55 lines (34 loc) · 1.48 KB

Profiling and Benchmarking Architecture

Canonical data layout

Runtime artifacts are written under:

kernels/projects/<project>/io/individual_ops/
kernels/projects/<project>/io/summary.json
kernels/projects/<project>/benchmarks/op_benchmarks.json
kernels/projects/<project>/benchmarks/torch_baseline_cache.json
kernels/projects/<project>/state.json

Execution model

Profile stage

The profile job prepares project inputs and baseline benchmark data.
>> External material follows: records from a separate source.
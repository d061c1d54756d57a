//! Logged-in user and the team roster.
//!
//! The bearer token lives in a [`TokenStore`]; this module only decides when
//! to write or clear it. The user and roster are held in memory and reset
//! on logout.

use std::collections::HashSet;
use std::sync::{Arc, Mutex};

use super::api::{AuthResponse, RemoteApi};
use super::models::User;
use super::token::TokenStore;
use crate::errors::BoardError;

#[derive(Debug, Default)]
struct SessionState {
    user: Option<User>,
    roster: Vec<User>,
}

pub struct SessionStore {
    api: Arc<dyn RemoteApi>,
    tokens: Arc<dyn TokenStore>,
    state: Mutex<SessionState>,
}

impl SessionStore {
    pub fn new(api: Arc<dyn RemoteApi>, tokens: Arc<dyn TokenStore>) -> Self {
        Self {
            api,
            tokens,
            state: Mutex::new(SessionState::default()),
        }
    }

    fn with_state<R>(&self, f: impl FnOnce(&mut SessionState) -> R) -> Result<R, BoardError> {
        let mut guard = self.state.lock().map_err(|_| BoardError::LockPoisoned)?;
        Ok(f(&mut guard))
    }

    fn adopt(&self, auth: AuthResponse) -> Result<User, BoardError> {
        self.tokens.save(&auth.token)?;
        let user = auth.user;
        let stored = user.clone();
        self.with_state(move |s| s.user = Some(stored))?;
        Ok(user)
    }

    pub async fn login(&self, email: &str, password: &str) -> Result<User, BoardError> {
        let email = email.trim();
        if email.is_empty() {
            return Err(BoardError::blank("email"));
        }
        if password.is_empty() {
            return Err(BoardError::blank("password"));
        }
        let auth = match self.api.login(email, password).await {
            Ok(auth) => auth,
            Err(e) => {
                tracing::warn!(email, error = %e, "login failed");
                return Err(e.into());
            }
        };
        let user = self.adopt(auth)?;
        tracing::info!(user_id = %user.id, "logged in");
        Ok(user)
    }

    pub async fn signup(&self, name: &str, email: &str, password: &str) -> Result<User, BoardError> {
        let (name, email) = (name.trim(), email.trim());
        if name.is_empty() {
            return Err(BoardError::blank("name"));
        }
        if email.is_empty() {
            return Err(BoardError::blank("email"));
        }
        if password.is_empty() {
            return Err(BoardError::blank("password"));
        }
        let auth = match self.api.signup(name, email, password).await {
            Ok(auth) => auth,
            Err(e) => {
                tracing::warn!(email, error = %e, "signup failed");
                return Err(e.into());
            }
        };
        let user = self.adopt(auth)?;
        tracing::info!(user_id = %user.id, "signed up");
        Ok(user)
    }

    /// Re-establish the session from a persisted token. `Ok(None)` when no
    /// token is stored or the server no longer accepts it; a rejected token
    /// is cleared.
    pub async fn restore(&self) -> Result<Option<User>, BoardError> {
        if self.tokens.load()?.is_none() {
            tracing::debug!("no persisted session token");
            return Ok(None);
        }
        match self.api.fetch_current_user().await {
            Ok(user) => {
                let stored = user.clone();
                self.with_state(move |s| s.user = Some(stored))?;
                tracing::info!(user_id = %user.id, "restored session");
                Ok(Some(user))
            }
            Err(e) if e.is_unauthorized() => {
                tracing::warn!("persisted session token rejected; clearing it");
                self.tokens.clear()?;
                self.with_state(|s| *s = SessionState::default())?;
                Ok(None)
            }
            Err(e) => {
                tracing::warn!(error = %e, "failed to restore session");
                Err(e.into())
            }
        }
    }

    pub fn logout(&self) -> Result<(), BoardError> {
        self.tokens.clear()?;
        self.with_state(|s| *s = SessionState::default())?;
        tracing::info!("logged out");
        Ok(())
    }

    /// Replace the roster with the server's user list. Later duplicates of
    /// an id are dropped.
    pub async fn refresh_roster(&self) -> Result<usize, BoardError> {
        let users = match self.api.fetch_users().await {
            Ok(users) => users,
            Err(e) => {
                tracing::warn!(error = %e, "failed to fetch users");
                return Err(e.into());
            }
        };
        let mut seen = HashSet::new();
        let roster: Vec<User> = users
            .into_iter()
            .filter(|u| {
                let fresh = seen.insert(u.id.clone());
                if !fresh {
                    tracing::warn!(user_id = %u.id, "duplicate user in roster; dropping");
                }
                fresh
            })
            .collect();
        let count = roster.len();
        self.with_state(move |s| s.roster = roster)?;
        tracing::info!(count, "refreshed roster");
        Ok(count)
    }

    pub async fn fetch_user(&self, id: &str) -> Result<User, BoardError> {
        self.api.fetch_user(id).await.map_err(|e| {
            tracing::warn!(user_id = id, error = %e, "failed to fetch user");
            e.into()
        })
    }

    pub fn current_user(&self) -> Result<Option<User>, BoardError> {
        self.with_state(|s| s.user.clone())
    }

    pub fn is_authenticated(&self) -> Result<bool, BoardError> {
        self.with_state(|s| s.user.is_some())
    }

    pub fn roster(&self) -> Result<Vec<User>, BoardError> {
        self.with_state(|s| s.roster.clone())
    }

    pub fn find_user(&self, id: &str) -> Result<Option<User>, BoardError> {
        self.with_state(|s| s.roster.iter().find(|u| u.id == id).cloned())
    }

    /// Team directory: roster members that are not suspended.
    pub fn active_roster(&self) -> Result<Vec<User>, BoardError> {
        self.with_state(|s| s.roster.iter().filter(|u| !u.suspended).cloned().collect())
    }
}
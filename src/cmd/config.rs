//! Configuration view command, `taskboard config`.

use std::path::Path;

use anyhow::{Context, Result};
use taskboard::config::{ClientConfig, config_path};

use super::super::ConfigCommands;

pub fn cmd_config(
    project_dir: &Path,
    config: &ClientConfig,
    command: Option<ConfigCommands>,
) -> Result<()> {
    let path = config_path(project_dir);
    match command {
        None | Some(ConfigCommands::Show) => {
            if path.exists() {
                println!("# Config file: {}", path.display());
            } else {
                println!("# No config file at {}; using defaults", path.display());
            }
            println!("# Effective values (with env/CLI overrides)");
            println!();
            let rendered = config
                .to_toml()
                .context("Failed to render configuration")?;
            print!("{}", rendered);
        }
        Some(ConfigCommands::Path) => println!("{}", path.display()),
    }
    Ok(())
}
Generate stage (standard path)

generate runs per operator (sequentially):

Generate kernel for operator
Validate compile/correctness via backend success marker
Optional optimize for the same operator
Optional benchmark refresh

This enables incremental chart updates while the run is in progress.

Optimize stage

Optimization is MCTS-driven per operator and writes tree artifacts under trees/<op>/.

Benchmark stage

Benchmark reads baseline data and optimized outputs to build op_benchmarks.json.

Orchestration entrypoint

Canonical CLI orchestration is:

python -m src.optimizer.workflow <profile|generate|optimize|benchmark> ...

Frontend orchestration is implemented in:

frontend/walkers/kernel_job_runners.jac

Robustness rules

State transitions are persisted in state.json.
Stale process recovery avoids silent success.
Chart status is explicit (pending|error|empty|partial|ready).
Baseline benchmark cache is fingerprinted by runtime/device context.